William Henry Harrison, 1773–1841
This article is written by Caitlin Swindell, an art history and anthropology major from Tulane University who is interning at the National Portrait Gallery. She writes about Albert Gallatin Hoit’s 1840 portrait of William Henry Harrison, on display in the “America’s Presidents” exhibition on the Portrait Gallery’s second-floor.
President William Henry Harrison gave a lengthy inauguration speech on a freezing day in March 1841 without an overcoat or gloves. The frigid temperatures led Harrison to catch a cold, which developed into pneumonia. A month later, at age sixty-eight, he became the first U.S. president to die in office.
Harrison’s military career had brought him fame and high elective office. He defeated Indian forces at the Battle of Tippecanoe (1811) to open the frontier for settlers and commanded troops in the War of 1812 to repel the British invasion. Although elected president as a war hero, Harrison had obtained a series of noteworthy political credentials before his brief term in office. He was elected to Congress, served as governor of the Indiana Territory, and was appointed the first U.S. minister to Colombia. However, Harrison only won his position in the Senate after a number of attempts, and he was nearly incarcerated in Columbia for supporting an uprising against the government.
Harrison’s path to the presidency was rather conventional, but his presidential campaign was something entirely new. At the time, active campaigning was perceived as tactless, but Harrison employed tactics and techniques different from those of previous candidates. He and his followers used direct character attacks, “dismiss[ing] opponent Martin Van Buren as a snob and a dandy,” notes Cormac O’Brien. Harrison also promoted himself at campaign parties, distributed buttons and showy banners, and was the first candidate to have a campaign slogan—“Tippecanoe and Tyler Too,” which referred to his victory against the Indians and to his vice-presidential nominee, John Tyler.
In campaign speeches, Harrison claimed to be a man of the people, declaring, “I am not a professional speaker nor a studied orator, but I am an old soldier and a farmer, and as my sole objective is to speak what I think, you will excuse me if I do it in my own way.” But in fact Harrison was an aristocratic planter, the son of a signer of the Declaration of Independence, and a trained orator educated in the classics and history at Hampden-Sydney College. Ironically, that lengthy inaugural speech filled with “classical allusions” contributed to his death.
Although he revolutionized presidential campaigning, he had no opportunity to exert his leadership.

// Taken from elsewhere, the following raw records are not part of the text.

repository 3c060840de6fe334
//! Shared response envelope for API handlers.

use serde::Serialize;

/// Standard `{ "data": T }` response envelope.
#[derive(Debug, Serialize)]
pub struct DataResponse<T: Serialize> {
    pub data: T,
}
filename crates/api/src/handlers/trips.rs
//! Handlers for the trip-creation flow and the trip listing.
//!
//! The flow controller calls the draft endpoints once per step, then
//! `POST /trips/draft/finalize`. `POST /trips` runs the whole flow in one
//! request.

use axum::extract::State;
use axum::http::StatusCode;
use axum::response::IntoResponse;
use axum::Json;
use serde::{Deserialize, Serialize};
use travelhunt_core::draft::{DraftStep, TripDraft};
use travelhunt_core::trip::{
    DateRange, PlaceSelection, TravelerSelection, TravelerType, TripRecord, TripSummary,
};
use travelhunt_core::types::TripId;
use validator::Validate;

use crate::error::AppResult;
use crate::extract::{AppJson, AppPath};
use crate::response::DataResponse;
use crate::state::AppState;

// ---------------------------------------------------------------------------
// Payloads
// ---------------------------------------------------------------------------

/// Traveler step input. `people_count_range` defaults to the option's
/// standard range when omitted.
#[derive(Debug, Deserialize, Validate)]
pub struct TravelerInput {
    pub traveler_type: TravelerType,
    #[validate(length(min = 1, max = 60))]
    pub people_count_range: Option<String>,
}

impl From<TravelerInput> for TravelerSelection {
    fn from(input: TravelerInput) -> Self {
        match input.people_count_range {
            Some(range) => TravelerSelection::new(input.traveler_type, range),
            None => TravelerSelection::for_type(input.traveler_type),
        }
    }
}

/// Body of `POST /trips`.
#[derive(Debug, Deserialize, Validate)]
pub struct CompleteTripRequest {
    #[validate(nested)]
    pub place: PlaceSelection,
    #[validate(nested)]
    pub traveler: TravelerInput,
    pub dates: DateRange,
}

/// The current draft and the step the flow should show next.
#[derive(Debug, Serialize)]
pub struct DraftView {
    #[serde(flatten)]
    pub draft: TripDraft,
    pub next_step: Option<DraftStep>,
    pub complete: bool,
}

impl From<TripDraft> for DraftView {
    fn from(draft: TripDraft) -> Self {
        Self {
            next_step: draft.next_step(),
            complete: draft.is_complete(),
            draft,
        }
    }
}

/// A trip together with its listing-card text.
#[derive(Debug, Serialize)]
pub struct TripView {
    #[serde(flatten)]
    pub trip: TripRecord,
    pub summary: TripSummary,
}

impl From<TripRecord> for TripView {
    fn from(trip: TripRecord) -> Self {
        Self {
            summary: trip.summary(),
            trip,
        }
    }
}

#[derive(Debug, Serialize)]
pub struct TripListView {
    pub trips: Vec<TripView>,
    pub is_empty: bool,
}

// ---------------------------------------------------------------------------
// Listing
// ---------------------------------------------------------------------------

/// GET /api/v1/trips
///
/// All finalized trips, oldest first. `is_empty` tells the listing view to
/// show the "start a new trip" prompt.
pub async fn list_trips(State(state): State<AppState>) -> AppResult<impl IntoResponse> {
    let trips: Vec<TripView> = state
        .planner
        .trips()
        .await
        .into_iter()
        .map(TripView::from)
        .collect();
    let is_empty = trips.is_empty();

    Ok(Json(DataResponse {
        data: TripListView { trips, is_empty },
    }))
}

/// GET /api/v1/trips/{id}
pub async fn get_trip(
    State(state): State<AppState>,
    AppPath(trip_id): AppPath<TripId>,
) -> AppResult<impl IntoResponse> {
    let trip = state.planner.trip(trip_id).await?;

    Ok(Json(DataResponse {
        data: TripView::from(trip),
    }))
}

/// POST /api/v1/trips
///
/// Create a trip from all three selections at once.
pub async fn complete_trip(
    State(state): State<AppState>,
    AppJson(input): AppJson<CompleteTripRequest>,
) -> AppResult<impl IntoResponse> {
    input.validate()?;
    let trip = state
        .planner
        .complete_flow(input.place, input.traveler.into(), input.dates)
        .await?;

    tracing::info!(trip_id = trip.id(), "Trip created via complete flow");

    Ok((
        StatusCode::CREATED,
        Json(DataResponse {
            data: TripView::from(trip),
        }),
    ))
}

// ---------------------------------------------------------------------------
// Draft steps
// ---------------------------------------------------------------------------

/// GET /api/v1/trips/draft
pub async fn get_draft(State(state): State<AppState>) -> AppResult<impl IntoResponse> {
    let draft = state.planner.draft().await;

    Ok(Json(DataResponse {
        data: DraftView::from(draft),
    }))
}

/// PUT /api/v1/trips/draft/place
pub async fn set_place(
    State(state): State<AppState>,
    AppJson(input): AppJson<PlaceSelection>,
) -> AppResult<impl IntoResponse> {
    let draft = state.planner.set_place(input).await?;

    Ok(Json(DataResponse {
        data: DraftView::from(draft),
    }))
}

/// PUT /api/v1/trips/draft/traveler
pub async fn set_traveler(
    State(state): State<AppState>,
    AppJson(input): AppJson<TravelerInput>,
) -> AppResult<impl IntoResponse> {
    input.validate()?;
    let draft = state.planner.set_traveler(input.into()).await?;

    Ok(Json(DataResponse {
        data: DraftView::from(draft),
    }))
}

/// PUT /api/v1/trips/draft/dates
pub async fn set_dates(
    State(state): State<AppState>,
    AppJson(input): AppJson<DateRange>,
) -> AppResult<impl IntoResponse> {
    let draft = state.planner.set_dates(input).await?;

    Ok(Json(DataResponse {
        data: DraftView::from(draft),
    }))
}

/// POST /api/v1/trips/draft/finalize
///
/// Turn the complete draft into a trip and add it to the listing.
pub async fn finalize_draft(State(state): State<AppState>) -> AppResult<impl IntoResponse> {
    let trip = state.planner.finalize_draft().await?;

    Ok((
        StatusCode::CREATED,
        Json(DataResponse {
            data: TripView::from(trip),
        }),
    ))
}

/// DELETE /api/v1/trips/draft
///
/// Abandon the flow. Idempotent.
pub async fn discard_draft(State(state): State<AppState>) -> AppResult<impl IntoResponse> {
    state.planner.discard().await;

    Ok(StatusCode::NO_CONTENT)
}
use std::net::SocketAddr;
use std::sync::Arc;
use std::time::Duration;

use anyhow::Context;
use tracing_subscriber::{layer::SubscriberExt, util::SubscriberInitExt};

use travelhunt_api::config::ServerConfig;
use travelhunt_api::router::build_app_router;
use travelhunt_api::state::AppState;
use travelhunt_events::{ActivityLog, EventBus};

#[tokio::main]
async fn main() -> anyhow::Result<()> {
    dotenvy::dotenv().ok();

    // --- Tracing ---
    tracing_subscriber::registry()
        .with(
            tracing_subscriber::EnvFilter::try_from_default_env()
                .unwrap_or_else(|_| {
                    "travelhunt_api=debug,travelhunt_pipeline=debug,tower_http=debug".into()
                }),
        )
        .with(tracing_subscriber::fmt::layer())
        .init();

    // --- Configuration ---
    let config = ServerConfig::from_env();
    tracing::info!(
        host = %config.host,
        port = %config.port,
        trips_file = ?config.trips_file,
        restrict_places = config.restrict_places_to_catalog,
        "Loaded server configuration"
    );

    // --- Trip store ---
    let repository = travelhunt_db::open_repository(config.trips_file.clone());
    repository
        .health_check()
        .await
        .context("Trip store health check failed")?;

    // --- Event bus ---
    let event_bus = Arc::new(EventBus::default());
    let activity_handle = tokio::spawn(ActivityLog::run(event_bus.subscribe()));

    // --- App state ---
    let state = AppState::new(&config, repository, Arc::clone(&event_bus));
    let restored = state
        .planner
        .restore()
        .await
        .context("Failed to restore stored trips")?;
    tracing::info!(restored, "Trip planner ready");

    let app = build_app_router(state, &config);

    // --- Start server ---
    let addr = SocketAddr::new(
        config.host.parse().context("Invalid HOST address")?,
        config.port,
    );
    tracing::info!(%addr, "Starting server");

    let listener = tokio::net::TcpListener::bind(addr)
        .await
        .with_context(|| format!("Failed to bind to {addr}"))?;

    axum::serve(listener, app)
        .with_graceful_shutdown(shutdown_signal())
        .await
        .context("Server error")?;

    // --- Post-shutdown cleanup ---
    tracing::info!("Server stopped accepting connections, cleaning up");

    // The router (and its state) is gone; dropping the last bus handle
    // closes the channel so the activity log drains and exits.
    drop(event_bus);
    let _ = tokio::time::timeout(
        Duration::from_secs(config.shutdown_timeout_secs),
        activity_handle,
    )
    .await;

    tracing::info!("Graceful shutdown complete");
    Ok(())
}

/// Wait for SIGINT or, on Unix, SIGTERM.
async fn shutdown_signal() {
    let ctrl_c = async {
        if let Err(e) = tokio::signal::ctrl_c().await {
            tracing::error!(error = %e, "Failed to install Ctrl-C handler");
            std::future::pending::<()>().await;
        }
    };

    #[cfg(unix)]
    let terminate = async {
        match tokio::signal::unix::signal(tokio::signal::unix::SignalKind::terminate()) {
            Ok(mut signal) => {
                signal.recv().await;
            }
            Err(e) => {
                tracing::error!(error = %e, "Failed to install SIGTERM handler");
                std::future::pending::<()>().await;
            }
        }
    };

    #[cfg(not(unix))]
    let terminate = std::future::pending::<()>();

    tokio::select! {
        _ = ctrl_c => tracing::info!("Received Ctrl-C, starting graceful shutdown"),
        _ = terminate => tracing::info!("Received SIGTERM, starting graceful shutdown"),
    }
}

As a result, William Henry Harrison is remembered only as the president with the longest inaugural speech and the shortest term.
Originally painted for the Whig Republican Association of Boston, Albert Gallatin Hoit’s portrait depicts Harrison in a rigid pose with a hesitant gaze directed at the viewer. This portrait was painted in 1840, the year Harrison was elected the ninth president of the United States.
Bibliography:
Lewis D. Eigen, and Jonathan P. Siegel, The Macmillan Dictionary of Political Quotations (New York: Macmillan, 1993).
Cormac O’Brien, Secret Lives of the U.S. Presidents (Philadelphia: Quirk Books, 2004).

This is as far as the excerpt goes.